English literature and dreams protect an ancient friendship; the Venerable Bede mentions that the first English poet whose name we know, Caedmon, composed his first poem in a dream; a triple dream of words, architecture and music, dictated to Coleridge the admirable fragment of "Kubla Khan"; Stevenson declares that he dreamed the transformation of Jekyl into Hyde and the central scene of Olalla. In the examples that I have cited, dream is the inventor of poetry; innumerable are the cases of dream as the theme and among the most illustrious are the books that Lewis Carroll has left us. Continuously the two dreams of Alice border on nightmare. Tenniel's illustrations (which now are inherent to the work and which did not please Carroll) accentuate the always rising threat. At first sight or in memory the adventures seem arbitrary and almost irresponsible; then we confirm that they enclose the rigid secret of chess and a deck of cards, which likewise are adventures of the imagination. Dodgson, it is known, was a mathematics professor at Oxford University; the logical-mathematical paradoxes which the work places before us does not impede that this be magic for children. In the background of dreams lies in wait a resigned and smiling melancholy; Alice's loneliness among her monsters reflects that of the unmarried man that wove the unforgettable fable. The loneliness of the man that never knew love and who had no other friends but some young girls that time was robbing him of, no other pleasure than photography, then scorned. To it we ought to attach, of course, the abstract speculations and invention and execution of a personal mythology, that now luckily is of everything. Another zone remains, which my incapacity does not surmise and the experts disdain: that of the "pillow problems" which schemed to crowd the nights with insomnia and in order to distance himself, he confesses to us, bad thoughts. The poor White Rabbit, artifice of unusable things, is a deliberate self-portrait and a projection, perhaps involuntary, of that other provincial lord, who tried to be sir Don Quixote.

The somewhat perverse genius of William Faulkner has taught current writers to play with time. It's enough for me to make mention of the ingenious dramatic pieces of Priestley. Already Carroll had written that the unicorn revealed to Alice the correct modus operandis in order to serve the raisin pudding to the guests: first it is shared and then it is cut. The White Queen gives a brusque cry because she knows that she is going to prick a finger, which will bleed before the puncture. Likewise he recalls with precision the deeds of the week to come. The Messenger is in jail before being judged for the offense which he will commit after the judge's sentence. To reversible time is added delayed time. In the house of the Crazy Hat it is always five in the afternoon; it is tea time and the cups are drained and filled to the brim.

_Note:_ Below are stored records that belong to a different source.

//! HTTP request handlers

use super::types::{
    ChatRequest, CreateSessionResponse, ErrorResponse, ModelsResponse, ScriptResponse,
    SuccessResponse,
};
use super::AppState;
use crate::runtime::{SessionError, SessionSnapshot};
use crate::state_machine::{TransitionError, TurnMode, TurnResult};
use axum::{
    extract::{Path, State},
    http::StatusCode,
    response::{IntoResponse, Response},
    routing::{get, post},
    Json, Router,
};

/// Create the API router
pub fn create_router(state: AppState) -> Router {
    Router::new()
        // Session lifecycle
        .route("/api/sessions/new", post(create_session))
        .route("/api/sessions/:id", get(get_session))
        .route("/api/sessions/:id/delete", post(delete_session))
        // Turns
        .route("/api/sessions/:id/chat", post(scripted_chat))
        .route("/api/sessions/:id/basic-chat", post(basic_chat))
        // Script and model info
        .route("/api/script", get(get_script))
        .route("/api/models", get(list_models))
        // Version
        .route("/version", get(get_version))
        .with_state(state)
}

// ============================================================
// Session Lifecycle
// ============================================================

async fn create_session(State(state): State<AppState>) -> Json<CreateSessionResponse> {
    let session_id = state.sessions.create().await;
    Json(CreateSessionResponse { session_id })
}

async fn get_session(
    State(state): State<AppState>,
    Path(id): Path<String>,
) -> Result<Json<SessionSnapshot>, AppError> {
    state
        .sessions
        .snapshot(&id)
        .await
        .map(Json)
        .ok_or_else(|| AppError::NotFound(format!("Session not found: {id}")))
}

async fn delete_session(
    State(state): State<AppState>,
    Path(id): Path<String>,
) -> Result<Json<SuccessResponse>, AppError> {
    if state.sessions.remove(&id).await {
        Ok(Json(SuccessResponse { success: true }))
    } else {
        Err(AppError::NotFound(format!("Session not found: {id}")))
    }
}

// ============================================================
// Turns
// ============================================================

async fn scripted_chat(
    State(state): State<AppState>,
    Path(id): Path<String>,
    Json(req): Json<ChatRequest>,
) -> Result<Json<TurnResult>, AppError> {
    let result = state
        .sessions
        .handle_turn(&id, req.message, TurnMode::Scripted)
        .await?;
    Ok(Json(result))
}

async fn basic_chat(
    State(state): State<AppState>,
    Path(id): Path<String>,
    Json(req): Json<ChatRequest>,
) -> Result<Json<TurnResult>, AppError> {
    let result = state
        .sessions
        .handle_turn(&id, req.message, TurnMode::Freeform)
        .await?;
    Ok(Json(result))
}

// ============================================================
// Script and Models
// ============================================================

async fn get_script(State(state): State<AppState>) -> Json<ScriptResponse> {
    let script = state.sessions.script();
    Json(ScriptResponse {
        goal: script.goal().to_string(),
        objectives: script.objectives().to_vec(),
    })
}

async fn list_models(State(state): State<AppState>) -> Json<ModelsResponse> {
    Json(ModelsResponse {
        models: state.llm_registry.available_model_info(),
        default: state.llm_registry.default_model_id().to_string(),
    })
}

// ============================================================
// Version
// ============================================================

async fn get_version() -> &'static str {
    concat!("objective-agent ", env!("CARGO_PKG_VERSION"))
}

// ============================================================
// Error Handling
// ============================================================

#[derive(Debug)]
pub enum AppError {
    BadRequest(String),
    NotFound(String),
    Conflict(String),
    Internal(String),
}

impl From<SessionError> for AppError {
    fn from(err: SessionError) -> Self {
        match err {
            SessionError::InvalidId(_) => AppError::BadRequest(err.to_string()),
            SessionError::Transition(TransitionError::TurnInProgress) => {
                AppError::Conflict(err.to_string())
            }
            SessionError::Transition(_) | SessionError::TaskFailed(_) => {
                tracing::error!(error = %err, "Turn failed");
                AppError::Internal(err.to_string())
            }
        }
    }
}

impl IntoResponse for AppError {
    fn into_response(self) -> Response {
        let (status, message) = match self {
            AppError::BadRequest(msg) => (StatusCode::BAD_REQUEST, msg),
            AppError::NotFound(msg) => (StatusCode::NOT_FOUND, msg),
            AppError::Conflict(msg) => (StatusCode::CONFLICT, msg),
            AppError::Internal(msg) => (StatusCode::INTERNAL_SERVER_ERROR, msg),
        };

        let body = Json(ErrorResponse::new(message));
        (status, body).into_response()
    }
}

Through entries such as this, the reader can gain greater insight into not just these authors, but also in how Borges the Reader viewed these works, several of which have been classics.  It is for this reason that this collection is of value to me.  There will be a second, similar collection discussed later, one that was published posthumously and which contains new forewords, but this book is the first that the reader ought to consult when seeing what Borges had to say in foreword context about other authors and their works.